Pugsly. Reason is cause he seems like a cat that likes his food.


----------



## Bethene (Jan 19, 2008)

what a beautiful cat, and you are a special person to adopt him, I like both the names suggested, although I would leave off the Adams and just call him Gomez. Will try to put my thinking cap on and come up with more suggestions


----------



## smileyface4u23 (Apr 1, 2008)

I've been trying to find a cat that I can name "Jasper" for years. I can't find the perfect cat to fit that name though. (Current cat = "Vince"). I think your new little friend looks like a Jasper to me.


----------



## Spooklights (Jul 4, 2006)

Cosmo-for Cosmo Topper, the ghost in the old movies.


----------



## Just Whisper (Jan 19, 2009)

He's going to be the hardest cat to name we have ever had. We currently have a BabyCat, Kioko (aka Piddle) and I'll let you figure out why, and a Saki. Thanks for suggestions so far.

BTW, he does not necessarily need a halloween name. Just something special.


----------



## GothicCandle (Mar 26, 2007)

I just spent an hour making a long list for you, then I accendently pushed the back button. Grrrr. I love the whole long list, and i mean long! It had like 30 japanese words plus native american and egyption names. I Promise I will try and make the list again of the japanese words, till then go to my favorite name site. I use it all the time when I want a name for a charactor im writing or a pet.

www.20000-names.com

Two japanese words that had been on the list were
Ashiato which means footstep or footprint
Akage which means red head/red hair


----------



## Just Whisper (Jan 19, 2009)

GothicCandle said:


> I just spent an hour making a long list for you, then I accendently pushed the back button. Grrrr. I love the whole long list, and i mean long! It had like 30 japanese words plus native american and egyption names. I Promise I will try and make the list again of the japanese words, till then go to my favorite name site. I use it all the time when I want a name for a charactor im writing or a pet.
> 
> www.20000-names.com
> 
> ...


Wow GC, you did that for me? Thanks. I still appreciate the time and effort even if it got deleted. I'll check out that site later tonight. Too many chores to do today. Thanks again. JW


----------



## smileyface4u23 (Apr 1, 2008)

Has the cat been named yet?


----------



## GothicCandle (Mar 26, 2007)

No prob, I was having fun making the list. I love names and and words in different languages. 

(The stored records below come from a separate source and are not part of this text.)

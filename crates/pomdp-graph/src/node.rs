#[cfg(feature = "serde")]
use serde::{Deserialize, Serialize};

use pomdp_core::Belief;

/// What a node recommends doing.
#[derive(Debug, Clone, Copy, PartialEq, Eq)]
#[cfg_attr(feature = "serde", derive(Serialize, Deserialize))]
pub enum NodeAction {
    /// A single action index in `[0, A)`.
    Act(usize),
    /// Every action tied; probability mass is spread evenly across all `A` actions.
    Uniform,
}

impl NodeAction {
    /// Probability this node assigns to `action` out of `actions` total.
    pub fn probability(self, action: usize, actions: usize) -> f64 {
        match self {
            NodeAction::Act(a) if a == action => 1.0,
            NodeAction::Act(_) => 0.0,
            NodeAction::Uniform => 1.0 / actions as f64,
        }
    }
}

/// One decision alternative at a horizon level.
///
/// `continuation[o]` is the id of the node to follow one level down after taking this node's
/// action and receiving observation `o`. Nodes at level 0 have no successor and their
/// continuation is ignored, except in a stationary graph where it points back into level 0.
#[derive(Debug, Clone, PartialEq)]
#[cfg_attr(feature = "serde", derive(Serialize, Deserialize))]
pub struct Node {
    pub alpha: Vec<f64>,
    pub action: NodeAction,
    pub continuation: Vec<usize>,
}

impl Node {
    pub fn new(alpha: Vec<f64>, action: usize, continuation: Vec<usize>) -> Self {
        Self {
            alpha,
            action: NodeAction::Act(action),
            continuation,
        }
    }

    /// A level-0 node: no successor.
    pub fn terminal(alpha: Vec<f64>, action: usize) -> Self {
        Self::new(alpha, action, Vec::new())
    }

    /// Zero alpha, all actions tied, every observation looping back to node 0.
    pub fn uniform(states: usize, observations: usize) -> Self {
        Self {
            alpha: vec![0.0; states],
            action: NodeAction::Uniform,
            continuation: vec![0; observations],
        }
    }

    /// Expected value of this node under `belief`. A NaN score ranks below every other node.
    pub fn score(&self, belief: &Belief) -> f64 {
        let s = belief.dot(&self.alpha);
        if s.is_nan() {
            f64::NEG_INFINITY
        } else {
            s
        }
    }
}
/// Caller-supplied randomness for sampling.
///
/// Sampling never owns its randomness, so a fixed seed reproduces a whole interaction. This is
/// **not** cryptographic.

pub trait DeterministicRng {
    fn next_u64(&mut self) -> u64;

    /// Uniform index in `[0, n)`. Returns 0 when `n <= 1`.
    fn next_index(&mut self, n: usize) -> usize {
        if n <= 1 {
            return 0;
        }
        let n = n as u64;
        // Values below 2^64 mod n would over-represent the low indices.
        let threshold = n.wrapping_neg() % n;
        loop {
            let x = self.next_u64();
            if x >= threshold {
                return (x % n) as usize;
            }
        }
    }
}

/// SplitMix64 stream, seeded once.
#[derive(Debug, Clone, Copy, PartialEq, Eq)]
pub struct SplitMix64 {
    state: u64,
}

impl SplitMix64 {
    pub fn new(seed: u64) -> Self {
        Self { state: seed }
    }
}

impl DeterministicRng for SplitMix64 {
    fn next_u64(&mut self) -> u64 {
        self.state = self.state.wrapping_add(0x9E3779B97F4A7C15);
        let mut z = self.state;
        z = (z ^ (z >> 30)).wrapping_mul(0xBF58476D1CE4E5B9);
        z = (z ^ (z >> 27)).wrapping_mul(0x94D049BB133111EB);
        z ^ (z >> 31)
    }
}

#[cfg(test)]
mod tests {
    use super::*;

    #[test]
    fn same_seed_same_stream() {
        let mut a = SplitMix64::new(42);
        let mut b = SplitMix64::new(42);
        for _ in 0..16 {
            assert_eq!(a.next_u64(), b.next_u64());
        }
    }

    #[test]
    fn next_index_stays_in_range() {
        let mut rng = SplitMix64::new(7);
        let mut seen = [0u32; 5];
        for _ in 0..5_000 {
            let i = rng.next_index(5);
            seen[i] += 1;
        }
        assert!(seen.iter().all(|&c| c > 800), "skewed counts: {seen:?}");
        assert_eq!(rng.next_index(0), 0);
        assert_eq!(rng.next_index(1), 0);
    }
}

Another name that would be cute would be Apricot, that would be an awesome name for him. Anzu is the japanese word. You could also give him a complely new and unique name, just make one up!


----------



## DeathTouch (Sep 6, 2005)

How about Mr. Bo-jangles or Mr. Jingles.


----------



## RoxyBlue (Oct 6, 2008)

Serenity - that's the first word that came to mind when I saw his face. It's a little on the girly side, though.


----------



## Just Whisper (Jan 19, 2009)

smileyface4u23 said:


> Has the cat been named yet?


Not yet, still taking suggestions, and considering the ones offered. My kids are rather leaning towards a boys name like Michael, for example. I am open to anything. Thanks all for helping.


----------



## GothicCandle (Mar 26, 2007)

if your thinking of something normal such as michael then some of my favorite names like that are

George
Alfred
Albert
Charles
Jack
Joseph
Greg


----------



## Bone Dancer (Oct 7, 2005)

I would suggest Frank, but that name is taken.


----------



## Spooky1 (Aug 25, 2008)

Lurch


----------